┌─ Records shown
use crate::domain::ids::{AccountId, OrderId};
use crate::domain::money::Money;
use crate::domain::order::OrderStatus;
use miette::Diagnostic;
use thiserror::Error;

pub type Result<T, E = WalletError> = std::result::Result<T, E>;

/// Failures reported by storage backends.
#[derive(Error, Debug)]
pub enum StoreError {
    #[error("record not found")]
    NotFound,
    #[error("record already exists")]
    Duplicate,
    #[error("record was modified concurrently")]
    Conflict,
    #[error("storage backend unavailable: {0}")]
    Unavailable(#[source] Box<dyn std::error::Error + Send + Sync>),
}

impl StoreError {
    pub fn unavailable(message: impl Into<String>) -> Self {
        Self::Unavailable(Box::new(std::io::Error::other(message.into())))
    }
}

#[derive(Error, Debug)]
#[error("notification delivery failed: {0}")]
pub struct NotifyError(pub String);

/// Every outcome a wallet operation can fail with.
///
/// These are returned as values, never raised as panics. [`WalletError::reason`] gives
/// the stable tag shown to scanner clients.
#[derive(Error, Diagnostic, Debug)]
pub enum WalletError {
    #[error("order {0} not found")]
    #[diagnostic(code(foodcard::order_not_found))]
    OrderNotFound(OrderId),

    #[error("account {0} not found")]
    #[diagnostic(code(foodcard::account_not_found))]
    AccountNotFound(AccountId),

    #[error("order {0} has already been paid")]
    #[diagnostic(code(foodcard::already_settled))]
    AlreadySettled(OrderId),

    #[error("order {0} was cancelled")]
    #[diagnostic(code(foodcard::order_cancelled))]
    OrderCancelled(OrderId),

    #[error("insufficient balance: {required} required, {available} available")]
    #[diagnostic(code(foodcard::insufficient_funds))]
    InsufficientFunds { required: Money, available: Money },

    #[error("malformed payload: {0}")]
    #[diagnostic(code(foodcard::malformed_payload))]
    MalformedPayload(String),

    #[error("{0} is busy, retry later")]
    #[diagnostic(code(foodcard::busy), help("the operation had no effect and can be retried"))]
    Busy(String),

    #[error("store unavailable: {0}")]
    #[diagnostic(code(foodcard::store_unavailable))]
    StoreUnavailable(#[source] StoreError),

    #[error("settlement of order {0} is partially applied and needs reconciliation")]
    #[diagnostic(code(foodcard::reconciliation_required))]
    ReconciliationRequired(OrderId),

    #[error("cannot move order from {from} to {to}")]
    #[diagnostic(code(foodcard::invalid_transition))]
    InvalidTransition { from: OrderStatus, to: OrderStatus },

    #[error("validation error: {0}")]
    #[diagnostic(code(foodcard::validation))]
    Validation(String),

    #[error("no access code was issued")]
    #[diagnostic(code(foodcard::access_code_missing))]
    AccessCodeMissing,

    #[error("access code expired")]
    #[diagnostic(code(foodcard::access_code_expired))]
    AccessCodeExpired,

    #[error("access code does not match")]
    #[diagnostic(code(foodcard::access_code_invalid))]
    AccessCodeInvalid,

    #[error("{0}")]
    #[diagnostic(code(foodcard::notification_failed))]
    NotificationFailed(#[from] NotifyError),
}

impl WalletError {
    /// Stable machine-readable tag for the failure.
    pub fn reason(&self) -> &'static str {
        match self {
            Self::OrderNotFound(_) => "OrderNotFound",
            Self::AccountNotFound(_) => "AccountNotFound",
            Self::AlreadySettled(_) => "AlreadySettled",
            Self::OrderCancelled(_) => "OrderCancelled",
            Self::InsufficientFunds { .. } => "InsufficientFunds",
            Self::MalformedPayload(_) => "MalformedPayload",
            Self::Busy(_) => "Busy",
            Self::StoreUnavailable(_) => "StoreUnavailable",
            Self::ReconciliationRequired(_) => "ReconciliationRequired",
            Self::InvalidTransition { .. } => "InvalidTransition",
            Self::Validation(_) => "Validation",
            Self::AccessCodeMissing => "AccessCodeMissing",
            Self::AccessCodeExpired => "AccessCodeExpired",
            Self::AccessCodeInvalid => "AccessCodeInvalid",
            Self::NotificationFailed(_) => "NotificationFailed",
        }
    }

    /// Whether repeating the same call may succeed without any other change.
    pub fn is_retryable(&self) -> bool {
        matches!(self, Self::Busy(_) | Self::StoreUnavailable(_))
    }
}
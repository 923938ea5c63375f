use crate::application::orders::{OrderDesk, PlaceOrder};
use crate::domain::account::Account;
use crate::domain::ids::OrderId;
use crate::domain::ports::SharedAccountStore;
use crate::error::{StoreError, WalletError};
use miette::Diagnostic;
use serde::Deserialize;
use std::path::{Path, PathBuf};
use thiserror::Error;
use tracing::info;

#[derive(Error, Diagnostic, Debug)]
pub enum SeedError {
    #[error("cannot read seed file {path}: {source}")]
    #[diagnostic(code(foodcard::seed::io))]
    Io {
        path: PathBuf,
        source: std::io::Error,
    },
    #[error("invalid seed file {path}: {source}")]
    #[diagnostic(code(foodcard::seed::format))]
    Format {
        path: PathBuf,
        source: serde_json::Error,
    },
    #[error("cannot seed account: {0}")]
    #[diagnostic(code(foodcard::seed::account))]
    Account(#[source] StoreError),
    #[error("cannot seed order {id}: {source}")]
    #[diagnostic(code(foodcard::seed::order))]
    Order { id: OrderId, source: WalletError },
}

#[derive(Debug, Clone, Deserialize)]
#[serde(rename_all = "camelCase")]
pub struct OrderSeed {
    pub id: OrderId,
    #[serde(flatten)]
    pub order: PlaceOrder,
}

/// Initial accounts and orders, loaded from JSON at startup.
///
/// ```json
/// {
///   "accounts": [{"id": "stu-1", "name": "Asha", "email": "asha@campus.edu", "balance": 10000}],
///   "orders": [{"id": "ord-1", "accountId": "stu-1", "orderType": "lunch",
///               "items": [{"name": "Thali", "price": 60}]}]
/// }
/// ```
///
/// Account balances are in minor units; item prices are decimal.
#[derive(Debug, Clone, Default, Deserialize)]
pub struct SeedFile {
    #[serde(default)]
    pub accounts: Vec<Account>,
    #[serde(default)]
    pub orders: Vec<OrderSeed>,
}

impl SeedFile {
    pub fn load(path: &Path) -> Result<Self, SeedError> {
        let raw = std::fs::read_to_string(path).map_err(|source| SeedError::Io {
            path: path.to_path_buf(),
            source,
        })?;
        serde_json::from_str(&raw).map_err(|source| SeedError::Format {
            path: path.to_path_buf(),
            source,
        })
    }

    /// Inserts everything; records that already exist (e.g. in a reopened database)
    /// are left untouched.
    pub async fn apply(self, accounts: &SharedAccountStore, desk: &OrderDesk) -> Result<(), SeedError> {
        let (mut new_accounts, mut new_orders) = (0usize, 0usize);
        for account in self.accounts {
            match accounts.insert(account).await {
                Ok(()) => new_accounts += 1,
                Err(StoreError::Duplicate) => {}
                Err(e) => return Err(SeedError::Account(e)),
            }
        }
        for seed in self.orders {
            if desk.get(&seed.id).await.is_ok() {
                continue;
            }
            desk.place_with_id(seed.id.clone(), seed.order)
                .await
                .map_err(|source| SeedError::Order {
                    id: seed.id,
                    source,
                })?;
            new_orders += 1;
        }
        info!(accounts = new_accounts, orders = new_orders, "seed data applied");
        Ok(())
    }
}
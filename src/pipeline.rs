use std::path::{Path, PathBuf};

use image::{imageops, imageops::FilterType, ImageError, ImageReader, RgbImage};
use tracing::{debug, info, warn};

use crate::{
    color::dominant_color,
    config::AnalysisOptions,
    detection::select_best,
    errors::{exit_code, GarmentError, Result},
    report::GarmentReport,
    traits::{GarmentClassifier, GarmentDetector},
};

pub const DEBUG_CROP_FILE: &str = "debug_cropped.jpg";
pub const DEBUG_FULL_FILE: &str = "debug_full.jpg";

/// How an analysis ended when no error occurred.
#[derive(Debug, Clone, PartialEq)]
pub enum Outcome {
    Report(GarmentReport),
    NothingDetected,
    InvalidBox,
}

impl Outcome {
    pub const fn exit_code(&self) -> u8 {
        match self {
            Self::Report(_) => exit_code::SUCCESS,
            Self::NothingDetected => exit_code::NOTHING_DETECTED,
            Self::InvalidBox => exit_code::INVALID_BOX,
        }
    }
}

/// Single-image garment analysis over an injected detector and classifier.
pub struct GarmentAnalyzer<D: GarmentDetector, C: GarmentClassifier> {
    detector: D,
    classifier: C,
    options: AnalysisOptions,
}

impl<D: GarmentDetector, C: GarmentClassifier> GarmentAnalyzer<D, C> {
    pub const fn new(detector: D, classifier: C, options: AnalysisOptions) -> Self {
        Self {
            detector,
            classifier,
            options,
        }
    }

    pub fn analyze(&self, path: &Path) -> Result<Outcome> {
        let image = load_rgb(path)?;
        info!(
            "decoded {} ({}x{})",
            path.display(),
            image.width(),
            image.height()
        );
        self.analyze_image(&image)
    }

    pub fn analyze_image(&self, image: &RgbImage) -> Result<Outcome> {
        let (width, height) = image.dimensions();

        let detections = self.detector.detect(image)?;
        debug!("{} detections", detections.len());
        let Some(best) = select_best(&detections) else {
            return Ok(Outcome::NothingDetected);
        };
        debug!(
            class_id = best.class_id,
            confidence = best.confidence,
            bbox = ?best.bbox,
            "selected detection"
        );

        let Some(region) = best.bbox.clamp_to(width, height) else {
            debug!("box {:?} is empty inside {width}x{height}", best.bbox);
            return Ok(Outcome::InvalidBox);
        };

        let crop = imageops::crop_imm(image, region.x, region.y, region.width, region.height)
            .to_image();
        if let Some(dir) = &self.options.debug_dir {
            dump_debug_images(dir, &crop, image);
        }

        let color = dominant_color(&crop, &self.options.clustering);
        debug!("dominant color {color}");

        let (style, season) = self.classify(&crop)?;

        let garment_type = self
            .detector
            .class_name(best.class_id)
            .ok_or_else(|| GarmentError::Validation {
                field: "class_id".to_string(),
                reason: format!("{} has no detector label", best.class_id),
            })?
            .to_string();

        Ok(Outcome::Report(GarmentReport {
            garment_type,
            color,
            style,
            season,
            confidence: best.confidence,
            region,
        }))
    }

    fn classify(&self, crop: &RgbImage) -> Result<(String, String)> {
        let size = self.classifier.input_size();
        let resized = imageops::resize(crop, size, size, FilterType::CatmullRom);
        let tensor = self.classifier.input_layout().convert(&resized);

        let scores = self.classifier.classify(tensor.view())?;
        debug!(style = ?scores.style, season = ?scores.season, "classifier scores");

        let style = self.options.style_labels.pick(scores.style.view())?;
        let season = self.options.season_labels.pick(scores.season.view())?;
        Ok((style.to_string(), season.to_string()))
    }
}

/// Decodes any supported format, sniffing the content rather than trusting
/// the extension.
pub fn load_rgb(path: &Path) -> Result<RgbImage> {
    let decode_error = |source| GarmentError::ImageDecode {
        path: path.to_path_buf(),
        source,
    };

    ImageReader::open(path)
        .map_err(|e| decode_error(ImageError::IoError(e)))?
        .with_guessed_format()
        .map_err(|e| decode_error(ImageError::IoError(e)))?
        .decode()
        .map(|image| image.into_rgb8())
        .map_err(decode_error)
}

/// Debug dumps never fail the analysis.
fn dump_debug_images(dir: &Path, crop: &RgbImage, full: &RgbImage) {
    let targets: [(PathBuf, &RgbImage); 2] = [
        (dir.join(DEBUG_CROP_FILE), crop),
        (dir.join(DEBUG_FULL_FILE), full),
    ];
    for (path, image) in targets {
        match image.save(&path) {
            Ok(()) => debug!("wrote {}", path.display()),
            Err(e) => warn!("cannot write {}: {e}", path.display()),
        }
    }
}
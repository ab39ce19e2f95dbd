use clap::ValueEnum;
use image::{ImageBuffer, Pixel, Primitive, Rgb};
use ndarray::prelude::*;
use nshare::AsNdarray3;
use num_traits::AsPrimitive;

/// Memory layout of a single-image input tensor.
#[derive(Debug, Clone, Copy, PartialEq, Eq, Default, ValueEnum)]
pub enum TensorLayout {
    /// `[1, height, width, 3]`, the Keras convention.
    #[default]
    Nhwc,
    /// `[1, 3, height, width]`, the PyTorch convention.
    Nchw,
}

impl TensorLayout {
    pub fn convert<S>(self, image: &ImageBuffer<Rgb<S>, Vec<S>>) -> Array4<f32>
    where
        Rgb<S>: Pixel<Subpixel = S>,
        S: Primitive + AsPrimitive<f32> + 'static,
    {
        match self {
            Self::Nhwc => to_nhwc_tensor(image),
            Self::Nchw => to_nchw_tensor(image),
        }
    }
}

fn max_value<S: Primitive + AsPrimitive<f32>>() -> f32 {
    S::DEFAULT_MAX_VALUE.as_()
}

/// `[1, 3, h, w]` tensor with channels scaled into `[0, 1]`.
pub fn to_nchw_tensor<S>(image: &ImageBuffer<Rgb<S>, Vec<S>>) -> Array4<f32>
where
    Rgb<S>: Pixel<Subpixel = S>,
    S: Primitive + AsPrimitive<f32> + 'static,
{
    let max = max_value::<S>();
    image
        .as_ndarray3()
        .slice_move(s![NewAxis, .., .., ..])
        .map(|v| v.as_() / max)
}

/// `[1, h, w, 3]` tensor with channels scaled into `[0, 1]`.
pub fn to_nhwc_tensor<S>(image: &ImageBuffer<Rgb<S>, Vec<S>>) -> Array4<f32>
where
    Rgb<S>: Pixel<Subpixel = S>,
    S: Primitive + AsPrimitive<f32> + 'static,
{
    let max = max_value::<S>();
    let (width, height) = image.dimensions();
    Array4::from_shape_fn(
        (1, height as usize, width as usize, 3),
        |(_, y, x, c)| image.get_pixel(x as u32, y as u32).0[c].as_() / max,
    )
}

#[cfg(test)]
mod tests {
    use super::*;
    use image::RgbImage;

    fn sample() -> RgbImage {
        let mut image = RgbImage::from_pixel(3, 2, Rgb([0, 0, 0]));
        image.put_pixel(2, 1, Rgb([255, 51, 0]));
        image
    }

    #[test]
    fn test_nhwc_layout_and_scale() {
        let tensor = to_nhwc_tensor(&sample());
        assert_eq!(tensor.shape(), &[1, 2, 3, 3]);
        assert_eq!(tensor[[0, 1, 2, 0]], 1.0);
        assert!((tensor[[0, 1, 2, 1]] - 0.2).abs() < 1e-6);
        assert_eq!(tensor[[0, 0, 0, 0]], 0.0);
    }

    #[test]
    fn test_nchw_layout_and_scale() {
        let tensor = to_nchw_tensor(&sample());
        assert_eq!(tensor.shape(), &[1, 3, 2, 3]);
        assert_eq!(tensor[[0, 0, 1, 2]], 1.0);
        assert!((tensor[[0, 1, 1, 2]] - 0.2).abs() < 1e-6);
    }

    #[test]
    fn test_layouts_hold_the_same_values() {
        let image = sample();
        let nhwc = TensorLayout::Nhwc.convert(&image);
        let nchw = TensorLayout::Nchw.convert(&image);
        assert_eq!(nhwc.permuted_axes([0, 3, 1, 2]), nchw);
    }
}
└─
_Exercise_.
Only a number is wanted: how many lines of the material include the word "AccountNotFound".

_Answer to the exercise_.
2